Pourquoi, en tant que socio-anthropologue, travaillez-vous sur le projet de stockage profond de Bure, dans la Meuse ?
La problématique des déchets est devenue centrale par rapport au choix du nucléaire. Ils renvoient à la question des générations futures et de la transmission de la mémoire. Avec ma collègue Sophie Poirot-Delpech, qui travaille sur la dimension mémorielle des objets techniques, nous avons décidé de nous pencher sur les projets de stockage profond des déchets nucléaires. Nous sommes entrées en contact avec l’Agence nationale pour la gestion des déchets radioactifs (Andra) afin de pouvoir mener un travail de terrain à Bure et de comprendre la manière dont le projet était vécu.
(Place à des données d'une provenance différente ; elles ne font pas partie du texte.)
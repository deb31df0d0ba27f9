//! Tracing configuration and log routing.
//!
//! Logs go to stdout through a compact formatter and to a file. When `SUMMARIZE_LOG_FILE` is
//! set, logs are appended to that path; otherwise the file logger writes
//! `logs/summarize-anything.log`. File output goes through a non-blocking writer so pipeline
//! runs never wait on disk.
use std::sync::OnceLock;

use tracing_appender::non_blocking::{NonBlocking, WorkerGuard};
use tracing_subscriber::{EnvFilter, fmt, prelude::*};

static LOG_GUARD: OnceLock<WorkerGuard> = OnceLock::new();

const DEFAULT_DIRECTIVES: &str = "warn,summarize_anything=info";

/// Configure tracing subscribers for stdout and optional file logging.
///
/// Respects `RUST_LOG` for filtering and defaults to `info` for this crate and `warn` for
/// dependencies. The worker guard lives in a global so the file writer is flushed for the
/// whole process lifetime.
pub fn init_tracing() {
    init_tracing_with(std::io::stdout);
}

/// Same as [`init_tracing`] but with a caller-chosen writer for the console layer.
///
/// The CLI routes console logs to stderr so stdout only carries rendered HTML.
pub fn init_tracing_with<W>(console: W)
where
    W: for<'writer> fmt::MakeWriter<'writer> + Send + Sync + 'static,
{
    let env_filter = EnvFilter::try_from_default_env()
        .unwrap_or_else(|_| EnvFilter::new(DEFAULT_DIRECTIVES));
    let stdout_layer = fmt::layer()
        .with_writer(console)
        .with_target(false)
        .compact();

    let registry = tracing_subscriber::registry()
        .with(env_filter)
        .with(stdout_layer);

    if let Some(writer) = configure_file_writer() {
        let file_layer = fmt::layer()
            .with_writer(writer)
            .with_target(true)
            .with_ansi(false)
            .compact();

        registry.with(file_layer).init();
    } else {
        registry.init();
    }
}

/// Build a non‑blocking writer for file logging.
///
/// Returns `None` when the logs directory cannot be created or the target file cannot be opened.
fn configure_file_writer() -> Option<NonBlocking> {
    if let Ok(path) = std::env::var("SUMMARIZE_LOG_FILE") {
        match std::fs::OpenOptions::new()
            .create(true)
            .append(true)
            .open(&path)
        {
            Ok(file) => {
                let (non_blocking, guard) = tracing_appender::non_blocking(file);
                let _ = LOG_GUARD.set(guard);
                Some(non_blocking)
            }
            Err(err) => {
                eprintln!("Failed to open log file {path}: {err}");
                None
            }
        }
    } else {
        if let Err(err) = std::fs::create_dir_all("logs") {
            eprintln!("Failed to create logs directory: {err}");
            return None;
        }
        let file_appender = tracing_appender::rolling::never("logs", "summarize-anything.log");
        let (non_blocking, guard) = tracing_appender::non_blocking(file_appender);
        let _ = LOG_GUARD.set(guard);
        Some(non_blocking)
    }
}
Qu’avez-vous observé ? Il y a une pluralité de représentations du temps et un paradoxe : autant les acteurs du projet, principalement les géologues, ont une vision claire de ce qui pourrait arriver dans un futur très lointain, autant l’incertitude est forte lorsqu’on se rapproche du présent.
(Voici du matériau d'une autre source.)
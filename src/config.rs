use serde::Deserialize;
use std::env;
use std::sync::OnceLock;
use thiserror::Error;

/// Character budget applied to extraction when `EXTRACTION_WRITE_LIMIT` is unset.
pub const DEFAULT_EXTRACTION_WRITE_LIMIT: usize = 100_000;
/// Maximum accepted request body for uploads when `UPLOAD_BODY_LIMIT_BYTES` is unset.
pub const DEFAULT_UPLOAD_BODY_LIMIT: usize = 100 * 1024 * 1024;

/// Errors encountered while loading configuration from environment variables.
#[derive(Debug, Error)]
pub enum ConfigError {
    /// Required environment variable was not provided.
    #[error("Missing environment variable: {0}")]
    MissingVariable(String),
    /// Environment variable contained a value that could not be parsed.
    #[error("Invalid value for environment variable: {0}")]
    InvalidValue(String),
}

/// Runtime configuration for the summarization server and CLI.
#[derive(Debug, Deserialize)]
pub struct Config {
    /// Backend used to generate summaries.
    pub summarization_provider: SummarizationProvider,
    /// Model identifier passed to the summarization backend.
    pub summarization_model: String,
    /// Optional replacement for the built-in system instruction.
    pub summarization_system_prompt: Option<String>,
    /// Optional override for the Ollama base URL.
    pub ollama_url: Option<String>,
    /// Optional override for the OpenAI-compatible base URL.
    pub openai_base_url: Option<String>,
    /// API key for the OpenAI-compatible backend.
    pub openai_api_key: Option<String>,
    /// Maximum number of characters kept from a document; `None` disables the limit.
    pub extraction_write_limit: Option<usize>,
    /// Maximum size in bytes of an upload request body.
    pub upload_body_limit: usize,
    /// Optional override for the HTTP server port.
    pub server_port: Option<u16>,
}

/// Supported text-generation backends.
#[derive(Clone, Copy, Debug, Deserialize, PartialEq, Eq)]
#[serde(rename_all = "lowercase")]
pub enum SummarizationProvider {
    /// Local Ollama runtime (`/api/chat`).
    Ollama,
    /// Any OpenAI-compatible `/chat/completions` endpoint.
    OpenAI,
}

impl Config {
    /// Load configuration from environment variables, performing validation along the way.
    pub fn from_env() -> Result<Self, ConfigError> {
        let summarization_provider = match load_env_optional("SUMMARIZATION_PROVIDER") {
            Some(value) => value.parse().map_err(|()| {
                ConfigError::InvalidValue("SUMMARIZATION_PROVIDER".to_string())
            })?,
            None => SummarizationProvider::Ollama,
        };
        let openai_api_key = load_env_optional("OPENAI_API_KEY");
        if summarization_provider == SummarizationProvider::OpenAI && openai_api_key.is_none() {
            return Err(ConfigError::MissingVariable("OPENAI_API_KEY".to_string()));
        }

        Ok(Self {
            summarization_provider,
            summarization_model: load_env("SUMMARIZATION_MODEL")?,
            summarization_system_prompt: load_env_optional("SUMMARIZATION_SYSTEM_PROMPT"),
            ollama_url: load_env_optional("OLLAMA_URL"),
            openai_base_url: load_env_optional("OPENAI_BASE_URL"),
            openai_api_key,
            extraction_write_limit: parse_write_limit(load_env_optional(
                "EXTRACTION_WRITE_LIMIT",
            ))?,
            upload_body_limit: load_env_optional("UPLOAD_BODY_LIMIT_BYTES")
                .map(|value| {
                    value
                        .parse()
                        .map_err(|_| ConfigError::InvalidValue("UPLOAD_BODY_LIMIT_BYTES".into()))
                })
                .transpose()?
                .unwrap_or(DEFAULT_UPLOAD_BODY_LIMIT),
            server_port: load_env_optional("SERVER_PORT")
                .map(|value| {
                    value
                        .parse()
                        .map_err(|_| ConfigError::InvalidValue("SERVER_PORT".into()))
                })
                .transpose()?,
        })
    }
}

/// Interpret `EXTRACTION_WRITE_LIMIT`: unset keeps the default, negative disables the limit.
fn parse_write_limit(value: Option<String>) -> Result<Option<usize>, ConfigError> {
    let Some(raw) = value else {
        return Ok(Some(DEFAULT_EXTRACTION_WRITE_LIMIT));
    };
    let parsed: i64 = raw
        .parse()
        .map_err(|_| ConfigError::InvalidValue("EXTRACTION_WRITE_LIMIT".to_string()))?;
    match parsed {
        0 => Err(ConfigError::InvalidValue(
            "EXTRACTION_WRITE_LIMIT must not be zero".to_string(),
        )),
        limit if limit < 0 => Ok(None),
        limit => usize::try_from(limit)
            .map(Some)
            .map_err(|_| ConfigError::InvalidValue("EXTRACTION_WRITE_LIMIT".to_string())),
    }
}

fn load_env(key: &str) -> Result<String, ConfigError> {
    load_env_optional(key).ok_or_else(|| ConfigError::MissingVariable(key.to_string()))
}

fn load_env_optional(key: &str) -> Option<String> {
    env::var(key).ok().filter(|value| !value.trim().is_empty())
}

impl std::str::FromStr for SummarizationProvider {
    type Err = ();

    fn from_str(s: &str) -> Result<Self, Self::Err> {
        match s.trim().to_lowercase().as_str() {
            "ollama" => Ok(Self::Ollama),
            "openai" => Ok(Self::OpenAI),
            _ => Err(()),
        }
    }
}

/// Global configuration cache populated during process start.
pub static CONFIG: OnceLock<Config> = OnceLock::new();

/// Retrieve the loaded configuration, panicking if initialization has not occurred.
pub fn get_config() -> &'static Config {
    CONFIG.get().expect("Config not initialized")
}

/// Load `.env` into the process environment without overriding variables already set.
///
/// Runs before tracing so `RUST_LOG` and `SUMMARIZE_LOG_FILE` may come from the file too.
pub fn load_dotenv() {
    dotenvy::dotenv().ok();
}

/// Load configuration from the environment and install it in the global cache.
///
/// Call after tracing is up; both the loaded values and any failure are logged.
pub fn init_config() -> Result<&'static Config, ConfigError> {
    load_dotenv();
    let config = Config::from_env()
        .inspect_err(|error| tracing::error!(%error, "Invalid configuration"))?;
    tracing::debug!(
        provider = ?config.summarization_provider,
        model = %config.summarization_model,
        write_limit = ?config.extraction_write_limit,
        upload_body_limit = config.upload_body_limit,
        server_port = ?config.server_port,
        "Loaded configuration"
    );
    Ok(CONFIG.get_or_init(|| config))
}

#[cfg(test)]
mod tests {
    use super::*;

    #[test]
    fn write_limit_defaults_when_unset() {
        assert_eq!(
            parse_write_limit(None).expect("default"),
            Some(DEFAULT_EXTRACTION_WRITE_LIMIT)
        );
    }

    #[test]
    fn negative_write_limit_disables_truncation() {
        assert_eq!(parse_write_limit(Some("-1".into())).expect("unlimited"), None);
        assert_eq!(
            parse_write_limit(Some("2048".into())).expect("explicit"),
            Some(2048)
        );
    }

    #[test]
    fn zero_or_garbage_write_limit_is_rejected() {
        assert!(matches!(
            parse_write_limit(Some("0".into())),
            Err(ConfigError::InvalidValue(_))
        ));
        assert!(matches!(
            parse_write_limit(Some("lots".into())),
            Err(ConfigError::InvalidValue(_))
        ));
    }

    #[test]
    fn provider_parsing_is_case_insensitive() {
        assert_eq!(
            " OpenAI ".parse::<SummarizationProvider>(),
            Ok(SummarizationProvider::OpenAI)
        );
        assert_eq!(
            "ollama".parse::<SummarizationProvider>(),
            Ok(SummarizationProvider::Ollama)
        );
        assert!("claude".parse::<SummarizationProvider>().is_err());
    }
}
Quelles questions nouvelles soulève le stockage profond ? Ce n’est pas la première fois dans l’histoire que nos actions dans le présent ont des effets sur un futur très lointain. Par exemple, les Gaulois ont pollué au mercure les rivières et ceci ne disparaîtra jamais. En revanche, ce qui est fondamentalement nouveau avec les déchets nucléaires, c’est que nous en avons conscience. Nous faisons des choix qui engagent les générations futures. Nous savons que les déchets issus de cette industrie auront un impact nocif qui s’étendra pour certains à des milliers, voire des millions d’années.
En décidant de stocker ces déchets pour l’éternité, n’enlève-t-on pas aux générations futures la possibilité de faire leurs propres choix ? C’est la thèse du sociologue Yannick Barthe. Les déchets que nous produisons ont des effets néfastes. En proposant de les enfouir, les promoteurs du projet de stockage prétendent – dans un souci de bienveillance – dégager les générations futures de l’obligation de les gérer. Mais, dans le même temps, ils leur retirent le choix de décider de leur avenir. C’est ce problème qui a conduit à introduire la possibilité d’une réversibilité du stockage géologique durant cent ans.
Qu’est-ce que cela dit de notre rapport au temps ? Il y a une forme d’illusion à penser que l’on peut contrôler le futur. La complexité des choix techniques actuels rend encore plus incertain le futur que nous créons. Nous savons que notre action a des effets inédits en termes de danger pour la planète, les hommes et la vie. On continue pourtant à agir au regard des impératifs économiques du présent.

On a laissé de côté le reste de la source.